Ces dispositions particulières peuvent également ressortir des documents d’urbanisme [10]. Ainsi le classement d’une parcelle en espace boisé classé est susceptible de faire obstacle à l’abattage, à la condition toutefois que les arbres visés se situent bien dans ladite zone. Il convient également de bien vérifier les dispositions du règlement du PLU : un PLU interdisant tout défrichement et soumettant les coupes et abattages d’arbres à déclaration préalable ne s’oppose pas nécessairement à l’abattage d’un seul arbre (CA Pau 1ère chambre 24.09.2024 n° 22/03483).
Moyens de défense du propriétaire des plantations.
Pour s’opposer à une demande fondée sur l’article 671 du Code civil, le propriétaire des plantations peut invoquer un titre, par exemple cahier des charges d’un lotissement ou convention, la destination du père de famille ou encore la prescription trentenaire.
La destination du père de famille concerne les situations où un fonds a été divisé sans égard aux distances de plantation des végétaux présents sur place.
La prescription trentenaire fait également obstacle à la demande d’arrachage ou de réduction de hauteur.
Pour définir le point de départ de la prescription il y a lieu de distinguer selon l’objet de la demande :
- si elle concerne la première zone, celle où toute plantation est illicite, la prescription de l’action commence à courir à compter de la plantation [11] en application de la règle classique en matière de prescription et rappelée à l’article 2227 du Code civil selon laquelle les actions se prescrivent à compter du jour où le titulaire d’un droit a connu ou aurait dû connaître les faits lui permettant de l’exercer.
- si elle concerne la deuxième zone, ce délai ne court pas à compter de la plantation de l’arbre, mais à compter de la date à laquelle il a dépassé la hauteur maximum autorisée [12].
Le propriétaire des plantations ne dispose en revanche d’aucun moyen de défense face à une action en élagage.
Enfin, en tout état de cause, si les arbres sont devenus dangereux et causent un trouble anormal de voisinage, leur propriétaire ne pourra que difficilement opposer la prescription trentenaire ou tout autre moyen de défense et l’arrachage ou la réduction de hauteur pourront être ordonnés.
Quid des arbres plantés à plus de deux mètres de la limite séparative ?
Si la hauteur des végétaux situés à plus de deux mètres de la limite séparative n’est pas limitée, pour autant les inconvénients ou désordres qu’ils pourraient générer sont susceptibles de constituer des troubles anormaux de voisinage, notion aujourd’hui codifiée à l’article 1253 du Code civil, voire de justifier une application de la responsabilité délictuelle de l’article 1240 du Code civil en cas de faute (par exemple, en l’absence d’entretien des arbres de haute taille).
Gardons donc nos distances et prenons soin de nos arbres !
Discussion en cours :
Article présentant une synthèse claire et précise de la situation.
Cependant, il n’est pas envisagé l’application des obligations légales de débroussaillement, généralement prises par arrêté préfectoral.

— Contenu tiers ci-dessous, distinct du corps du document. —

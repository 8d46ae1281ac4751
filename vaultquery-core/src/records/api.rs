//! Record client bound to one wallet.

use std::sync::Arc;

use crate::bridge::invoke;
use crate::codec;
use crate::config::SearchConfig;
use crate::error::VaultQueryResult;
use crate::handle::WalletHandle;
use crate::query::Expression;

use super::cursor::Cursor;
use super::store::RecordStore;
use super::types::{Batch, Record, SearchOptions, Tags};

/// Reads, writes and searches the non-secret records of one wallet.
///
/// Every method is a single call to the store. Failures are the store's own,
/// unchanged, except for payloads that cannot be encoded or decoded.
///
/// ```
/// # tokio_test::block_on(async {
/// use std::sync::Arc;
/// use vaultquery_core::{Expression, MemoryRecordStore, SearchOptions, Tags, WalletRecords};
///
/// let store = Arc::new(MemoryRecordStore::new());
/// let records = WalletRecords::new(store.clone(), store.open_wallet());
///
/// let tags = Tags::from([("~status".to_string(), "active".to_string())]);
/// records.add("contact", "alice", "{}", &tags).await.unwrap();
///
/// let found = records
///     .search_all(
///         "contact",
///         &Expression::equal("~status", "active"),
///         SearchOptions::new(true, true, false, false, false),
///     )
///     .await
///     .unwrap();
/// assert_eq!(found.total_count, Some(1));
/// assert_eq!(found.records()[0].id, "alice");
/// # });
/// ```
#[derive(Clone)]
pub struct WalletRecords {
    store: Arc<dyn RecordStore>,
    wallet: WalletHandle,
    config: SearchConfig,
}

impl WalletRecords {
    /// Binds a client to `wallet` with the default [`SearchConfig`].
    #[must_use]
    pub fn new(store: Arc<dyn RecordStore>, wallet: WalletHandle) -> Self {
        Self::with_config(store, wallet, SearchConfig::default())
    }

    /// Binds a client to `wallet`.
    #[must_use]
    pub fn with_config(
        store: Arc<dyn RecordStore>,
        wallet: WalletHandle,
        config: SearchConfig,
    ) -> Self {
        Self {
            store,
            wallet,
            config,
        }
    }

    /// The wallet this client operates on.
    #[must_use]
    pub const fn wallet(&self) -> WalletHandle {
        self.wallet
    }

    /// Adds a record.
    ///
    /// # Errors
    ///
    /// `Wallet(ItemAlreadyExists)` if a record with this type and id exists.
    pub async fn add(
        &self,
        record_type: &str,
        id: &str,
        value: &str,
        tags: &Tags,
    ) -> VaultQueryResult<()> {
        let tags_json = codec::encode(tags)?;
        invoke(|sink| {
            self.store
                .add_record(self.wallet, record_type, id, value, &tags_json, sink);
        })
        .await
    }

    /// Replaces a record's value.
    ///
    /// # Errors
    ///
    /// `Wallet(ItemNotFound)` if the record does not exist.
    pub async fn update_value(
        &self,
        record_type: &str,
        id: &str,
        value: &str,
    ) -> VaultQueryResult<()> {
        invoke(|sink| {
            self.store
                .update_record_value(self.wallet, record_type, id, value, sink);
        })
        .await
    }

    /// Replaces all of a record's tags.
    ///
    /// # Errors
    ///
    /// `Wallet(ItemNotFound)` if the record does not exist.
    pub async fn update_tags(
        &self,
        record_type: &str,
        id: &str,
        tags: &Tags,
    ) -> VaultQueryResult<()> {
        let tags_json = codec::encode(tags)?;
        invoke(|sink| {
            self.store
                .update_record_tags(self.wallet, record_type, id, &tags_json, sink);
        })
        .await
    }

    /// Adds tags to a record, overwriting tags of the same name.
    ///
    /// # Errors
    ///
    /// `Wallet(ItemNotFound)` if the record does not exist.
    pub async fn add_tags(&self, record_type: &str, id: &str, tags: &Tags) -> VaultQueryResult<()> {
        let tags_json = codec::encode(tags)?;
        invoke(|sink| {
            self.store
                .add_record_tags(self.wallet, record_type, id, &tags_json, sink);
        })
        .await
    }

    /// Removes the named tags from a record. Unknown names are ignored.
    ///
    /// # Errors
    ///
    /// `Wallet(ItemNotFound)` if the record does not exist.
    pub async fn delete_tags<S: AsRef<str> + Sync>(
        &self,
        record_type: &str,
        id: &str,
        tag_names: &[S],
    ) -> VaultQueryResult<()> {
        let names_json =
            codec::encode(&tag_names.iter().map(AsRef::as_ref).collect::<Vec<&str>>())?;
        invoke(|sink| {
            self.store
                .delete_record_tags(self.wallet, record_type, id, &names_json, sink);
        })
        .await
    }

    /// Deletes a record.
    ///
    /// # Errors
    ///
    /// `Wallet(ItemNotFound)` if the record does not exist.
    pub async fn delete(&self, record_type: &str, id: &str) -> VaultQueryResult<()> {
        invoke(|sink| self.store.delete_record(self.wallet, record_type, id, sink)).await
    }

    /// Reads one record. The record-only flags of `options` (records and
    /// count) are ignored.
    ///
    /// # Errors
    ///
    /// `Wallet(ItemNotFound)` if the record does not exist,
    /// [`crate::ErrorKind::Decoding`] if the store's payload is malformed.
    pub async fn get(
        &self,
        record_type: &str,
        id: &str,
        options: SearchOptions,
    ) -> VaultQueryResult<Record> {
        let options_json = codec::encode(&options)?;
        let payload = invoke(|sink| {
            self.store
                .get_record(self.wallet, record_type, id, &options_json, sink);
        })
        .await?;
        codec::decode(&payload)
    }

    /// Opens a search over the records of `record_type` matching `query`.
    /// The returned cursor must be closed.
    ///
    /// # Errors
    ///
    /// See [`Cursor::open`].
    pub async fn open_search(
        &self,
        record_type: &str,
        query: &Expression,
        options: SearchOptions,
    ) -> VaultQueryResult<Cursor> {
        Cursor::open(
            Arc::clone(&self.store),
            self.wallet,
            record_type,
            query,
            options,
        )
        .await
    }

    /// Runs a search to completion, fetching the configured batch size at a
    /// time. The search is closed whatever the outcome.
    ///
    /// # Errors
    ///
    /// See [`Cursor::open`] and [`Cursor::collect_all`].
    pub async fn search_all(
        &self,
        record_type: &str,
        query: &Expression,
        options: SearchOptions,
    ) -> VaultQueryResult<Batch> {
        self.open_search(record_type, query, options)
            .await?
            .collect_all(self.config.batch_size)
            .await
    }
}

impl std::fmt::Debug for WalletRecords {
    fn fmt(&self, f: &mut std::fmt::Formatter<'_>) -> std::fmt::Result {
        f.debug_struct("WalletRecords")
            .field("wallet", &self.wallet)
            .field("config", &self.config)
            .finish_non_exhaustive()
    }
}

Ces arrêtés sont souvent intégrés au PLU. Il conviendrait également d’inclure dans l’exposé les incidences de la loi du 10 juillet 2023 n°2023-580 visant à renforcer a prévention et la lutte contre l’intensification et l’extension du risque incendie.

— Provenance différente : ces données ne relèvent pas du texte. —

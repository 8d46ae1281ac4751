//! Structured search over the non-secret records of an encrypted wallet.
//!
//! Re-exports [`vaultquery_core`]. See [`WalletRecords`] to get started.

pub use vaultquery_core::*;

/// Result of every fallible operation in this crate.
pub type VaultQueryResult<T, E = ErrorKind> = std::result::Result<T, E>;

Ce préliminaire m’amène à rechercher la solution applicable en cas d’existence d’arbres ou de plantations (haies arbustives notamment) situés soit dans soit au-delà des limites séparatives, depuis au moins 30 ans et dépassant la hauteur de 2 m et qui, en application des dispositions relatives au débroussaillement, devraient être abattus, car se trouvant entre 3 et 50 m d’une construction implantée sur le terrain ou sur la parcelle voisine puisque généralement les arrêtés préfectoraux obligent à débroussailler sur la parcelle limitrophe afin de respecter les distance citées. En d’autres termes, la prescription trentenaire s’applique-t-elle toujours ou est-elle non applicable au regard du principe de prudence.